Copy all lines below containing "UnsignedTransaction".
··· Dataset excerpts
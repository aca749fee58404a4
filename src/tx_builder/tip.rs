//! Tip sizing for priority bundles

use async_trait::async_trait;
use serde::Deserialize;
use solana_sdk::{native_token::LAMPORTS_PER_SOL, pubkey::Pubkey};
use std::str::FromStr;
use std::time::Duration;
use tracing::debug;

use super::errors::TransactionBuilderError;

/// Block-engine tip accounts; one is picked at random per bundle
pub const TIP_ACCOUNTS: [&str; 8] = [
    "96gYZGLnJYVFmbjzopPSU6QiEV5fGqZNyN9nmNhvrZU5",
    "HFqU5x63VTqvQss8hp11i4wVV8bD44PvwucfZ2bU7gRe",
    "Cw8CFyM9FkoMi7K7Crf6HNQqf4uEMzpKw6QNghXLvLkY",
    "ADaUMid9yfUytqMBgopwjb2DTLSokTSzL1zt6iGPaS49",
    "DfXygSm4jCyNCybVYYK6DwvWqjKee8pbDmJGcLWNDXjh",
    "ADuUkR4vqLUMWXxW9gh6D6L8pMSawimctcNZ5pGwDcEt",
    "DttWaMuVvTiduZRnguLF7jNxTgiMBZ1hyAumKUiL2KRL",
    "3AVi9Tg9Uo68tJfuvoKvqKNWKkC5wPdSSdeBnizKZ6jT",
];

pub const DEFAULT_TIP_FLOOR_URL: &str = "https://bundles.jito.wtf/api/v1/bundles/tip_floor";

/// Block engines accept at most this many transactions per bundle
pub const MAX_BUNDLE_SIZE: usize = 5;

/// Tip bounds, fallback and tip accounts
#[derive(Debug, Clone)]
pub struct TipPolicy {
    pub tip_accounts: Vec<Pubkey>,
    pub min_tip_lamports: u64,
    pub max_tip_lamports: u64,
    /// Used when no estimate is available
    pub fallback_tip_lamports: u64,
    pub max_bundle_size: usize,
}

impl Default for TipPolicy {
    fn default() -> Self {
        Self {
            tip_accounts: TIP_ACCOUNTS
                .iter()
                .filter_map(|a| Pubkey::from_str(a).ok())
                .collect(),
            min_tip_lamports: 1_000,
            max_tip_lamports: 10_000_000,
            fallback_tip_lamports: 100_000,
            max_bundle_size: MAX_BUNDLE_SIZE,
        }
    }
}

impl TipPolicy {
    /// Parse tip accounts from base58 strings
    pub fn parse_accounts<S: AsRef<str>>(accounts: &[S]) -> Result<Vec<Pubkey>, TransactionBuilderError> {
        accounts
            .iter()
            .map(|a| {
                Pubkey::from_str(a.as_ref()).map_err(|_| {
                    TransactionBuilderError::Configuration(format!(
                        "invalid tip account '{}'",
                        a.as_ref()
                    ))
                })
            })
            .collect()
    }

    pub fn clamp(&self, lamports: u64) -> u64 {
        lamports.clamp(self.min_tip_lamports, self.max_tip_lamports)
    }

    pub fn pick_tip_account(&self) -> Option<Pubkey> {
        if self.tip_accounts.is_empty() {
            return None;
        }
        Some(self.tip_accounts[fastrand::usize(..self.tip_accounts.len())])
    }
}

/// Source of a live tip estimate
#[async_trait]
pub trait TipEstimator: Send + Sync {
    /// Suggested tip in lamports, before clamping
    async fn estimate_tip_lamports(&self) -> Result<u64, TransactionBuilderError>;
}

#[derive(Debug, Deserialize)]
struct TipFloorEntry {
    landed_tips_95th_percentile: f64,
}

/// Tip estimate from the block engine's landed-tip percentiles
#[derive(Debug, Clone)]
pub struct HttpTipFloor {
    client: reqwest::Client,
    url: String,
}

impl HttpTipFloor {
    pub fn new(url: &str, timeout: Duration) -> Result<Self, TransactionBuilderError> {
        let client = reqwest::Client::builder()
            .timeout(timeout)
            .build()
            .map_err(|e| TransactionBuilderError::Configuration(format!("tip HTTP client: {}", e)))?;
        Ok(Self {
            client,
            url: url.to_string(),
        })
    }
}

/// Convert a SOL amount from the tip feed into lamports
pub(crate) fn sol_to_lamports(sol: f64) -> Option<u64> {
    if !sol.is_finite() || sol < 0.0 {
        return None;
    }
    let lamports = (sol * LAMPORTS_PER_SOL as f64).round();
    (lamports <= u64::MAX as f64).then_some(lamports as u64)
}

#[async_trait]
impl TipEstimator for HttpTipFloor {
    async fn estimate_tip_lamports(&self) -> Result<u64, TransactionBuilderError> {
        let response = self
            .client
            .get(&self.url)
            .send()
            .await
            .map_err(|e| TransactionBuilderError::tip_unavailable(e.to_string()))?;

        if !response.status().is_success() {
            return Err(TransactionBuilderError::tip_unavailable(format!(
                "tip floor returned status {}",
                response.status()
            )));
        }

        let entries: Vec<TipFloorEntry> = response
            .json()
            .await
            .map_err(|e| TransactionBuilderError::tip_unavailable(format!("tip floor body: {}", e)))?;

        let entry = entries
            .first()
            .ok_or_else(|| TransactionBuilderError::tip_unavailable("tip floor returned no data"))?;

        let lamports = sol_to_lamports(entry.landed_tips_95th_percentile).ok_or_else(|| {
            TransactionBuilderError::tip_unavailable(format!(
                "tip floor value {} is not a valid amount",
                entry.landed_tips_95th_percentile
            ))
        })?;

        debug!(lamports, "Fetched tip floor estimate");
        Ok(lamports)
    }
}
//! Signed transactions returned by the signing service
//!
//! A [`SignedTransaction`] can only be created from a signing-service reply
//! that passed [`SignedTransaction::from_signer_reply`]: the payload decodes,
//! carries exactly the message that was submitted and every signature slot
//! verifies. Later stages can broadcast it without re-checking.

use serde::Deserialize;
use solana_sdk::{
    hash::Hash, pubkey::Pubkey, signature::Signature, transaction::VersionedTransaction,
};

use super::errors::SigningError;
use crate::compat;
use crate::types::{decode_transaction, UnsignedTransaction, WalletRef};

/// Expected reply body of a signing call
#[derive(Debug, Deserialize)]
struct SignReply {
    data: SignReplyData,
}

#[derive(Debug, Deserialize)]
struct SignReplyData {
    signed_transaction: String,
    #[serde(default)]
    encoding: Option<String>,
}

/// Extract the base64 signed transaction from a raw reply body
pub(crate) fn parse_sign_reply(reply: serde_json::Value) -> Result<String, SigningError> {
    let reply: SignReply = serde_json::from_value(reply)
        .map_err(|e| SigningError::MalformedResponse(format!("unexpected reply shape: {}", e)))?;

    if let Some(encoding) = reply.data.encoding.as_deref() {
        if encoding != "base64" {
            return Err(SigningError::MalformedResponse(format!(
                "unsupported encoding '{}'",
                encoding
            )));
        }
    }
    if reply.data.signed_transaction.trim().is_empty() {
        return Err(SigningError::MalformedResponse(
            "empty signed transaction".to_string(),
        ));
    }
    Ok(reply.data.signed_transaction)
}

/// A fully signed transaction, ready to broadcast
#[derive(Debug, Clone)]
pub struct SignedTransaction {
    wallet: Pubkey,
    encoded: String,
    tx: VersionedTransaction,
    signature: Signature,
}

impl SignedTransaction {
    /// Validate the signing service's output against what was submitted
    pub(crate) fn from_signer_reply(
        wallet: &WalletRef,
        submitted: &UnsignedTransaction,
        signed_base64: &str,
    ) -> Result<Self, SigningError> {
        let tx = decode_transaction(signed_base64)
            .map_err(|e| SigningError::MalformedResponse(e.to_string()))?;

        if tx.message != submitted.transaction().message {
            return Err(SigningError::MalformedResponse(
                "signed message differs from the submitted message".to_string(),
            ));
        }

        let header = compat::get_message_header(&tx.message);
        let signers = compat::get_required_signers(&tx.message);
        if tx.signatures.len() != header.num_required_signatures as usize {
            return Err(SigningError::MalformedResponse(format!(
                "expected {} signatures, got {}",
                header.num_required_signatures,
                tx.signatures.len()
            )));
        }

        if compat::signer_index(&tx.message, &wallet.address).is_none() {
            return Err(SigningError::MalformedResponse(format!(
                "wallet {} is not a signer of the transaction",
                wallet.address
            )));
        }

        let message_bytes = tx.message.serialize();
        for (signature, signer) in tx.signatures.iter().zip(signers) {
            if !signature.verify(signer.as_ref(), &message_bytes) {
                return Err(SigningError::MalformedResponse(format!(
                    "signature for {} is missing or does not verify",
                    signer
                )));
            }
        }

        let signature = tx.signatures[0];
        Ok(Self {
            wallet: wallet.address,
            encoded: signed_base64.trim().to_string(),
            tx,
            signature,
        })
    }

    /// First signature, which is the transaction id
    pub fn signature(&self) -> &Signature {
        &self.signature
    }

    pub fn blockhash(&self) -> Hash {
        compat::recent_blockhash(&self.tx.message)
    }

    pub fn wallet(&self) -> &Pubkey {
        &self.wallet
    }

    /// Base64 wire encoding
    pub fn encoded(&self) -> &str {
        &self.encoded
    }

    pub fn transaction(&self) -> &VersionedTransaction {
        &self.tx
    }
}


#[cfg(test)]
mod tests {
    use super::testing::sign_locally;
    use super::*;
    use crate::types::encode_transaction;
    use serde_json::json;
    use solana_sdk::{
        message::{Message, VersionedMessage},
        signature::Keypair,
        signer::Signer,
    };
    #[allow(deprecated)]
    use solana_sdk::system_instruction;

    fn unsigned_for(payer: &Pubkey) -> UnsignedTransaction {
        let ix = system_instruction::transfer(payer, &Pubkey::new_unique(), 1_000);
        let message = Message::new_with_blockhash(&[ix], Some(payer), &Hash::new_unique());
        UnsignedTransaction::from_message(VersionedMessage::Legacy(message)).unwrap()
    }

    fn wallet_of(keypair: &Keypair) -> WalletRef {
        WalletRef {
            id: "w1".to_string(),
            address: keypair.pubkey(),
        }
    }

    #[test]
    fn test_accepts_correctly_signed_reply() {
        let keypair = Keypair::new();
        let unsigned = unsigned_for(&keypair.pubkey());
        let encoded = sign_locally(&keypair, &unsigned);

        let signed =
            SignedTransaction::from_signer_reply(&wallet_of(&keypair), &unsigned, &encoded).unwrap();
        assert_eq!(signed.blockhash(), unsigned.blockhash());
        assert_eq!(signed.wallet(), &keypair.pubkey());
        assert_ne!(signed.signature(), &Signature::default());
    }

    #[test]
    fn test_rejects_unsigned_echo() {
        let keypair = Keypair::new();
        let unsigned = unsigned_for(&keypair.pubkey());
        let err = SignedTransaction::from_signer_reply(
            &wallet_of(&keypair),
            &unsigned,
            unsigned.encoded(),
        )
        .unwrap_err();
        assert!(matches!(err, SigningError::MalformedResponse(_)));
    }

    #[test]
    fn test_rejects_signature_from_wrong_key() {
        let keypair = Keypair::new();
        let unsigned = unsigned_for(&keypair.pubkey());
        let mut tx = unsigned.transaction().clone();
        tx.signatures[0] = Keypair::new().sign_message(&tx.message.serialize());
        let encoded = encode_transaction(&tx).unwrap();

        let err = SignedTransaction::from_signer_reply(&wallet_of(&keypair), &unsigned, &encoded)
            .unwrap_err();
        assert!(err.to_string().contains("does not verify"));
    }

    #[test]
    fn test_rejects_substituted_message() {
        let keypair = Keypair::new();
        let submitted = unsigned_for(&keypair.pubkey());
        let other = unsigned_for(&keypair.pubkey());
        let encoded = sign_locally(&keypair, &other);

        let err = SignedTransaction::from_signer_reply(&wallet_of(&keypair), &submitted, &encoded)
            .unwrap_err();
        assert!(err.to_string().contains("differs"));
    }

    #[test]
    fn test_rejects_non_base64_payload() {
        let keypair = Keypair::new();
        let unsigned = unsigned_for(&keypair.pubkey());
        assert!(SignedTransaction::from_signer_reply(
            &wallet_of(&keypair),
            &unsigned,
            "definitely not base64!"
        )
        .is_err());
    }

    #[test]
    fn test_parse_sign_reply_shapes() {
        let ok = json!({"data": {"signed_transaction": "AQID", "encoding": "base64"}});
        assert_eq!(parse_sign_reply(ok).unwrap(), "AQID");

        let no_encoding = json!({"data": {"signed_transaction": "AQID"}});
        assert!(parse_sign_reply(no_encoding).is_ok());

        let echoed_method = json!({
            "method": "signTransaction",
            "data": {"signed_transaction": "AQID", "encoding": "base64"}
        });
        assert_eq!(parse_sign_reply(echoed_method).unwrap(), "AQID");

        for bad in [
            json!({"data": {"signed_transaction": "AQID", "encoding": "base58"}}),
            json!({"data": {"signed_transaction": ""}}),
            json!({"data": {}}),
            json!({"result": "AQID"}),
            json!("AQID"),
        ] {
            assert!(
                matches!(parse_sign_reply(bad), Err(SigningError::MalformedResponse(_))),
                "reply should be rejected"
            );
        }
    }
}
······
- Exercise output
use crate::types::{decode_transaction, UnsignedTransaction, WalletRef};
        submitted: &UnsignedTransaction,
    fn unsigned_for(payer: &Pubkey) -> UnsignedTransaction {
        UnsignedTransaction::from_message(VersionedMessage::Legacy(message)).unwrap()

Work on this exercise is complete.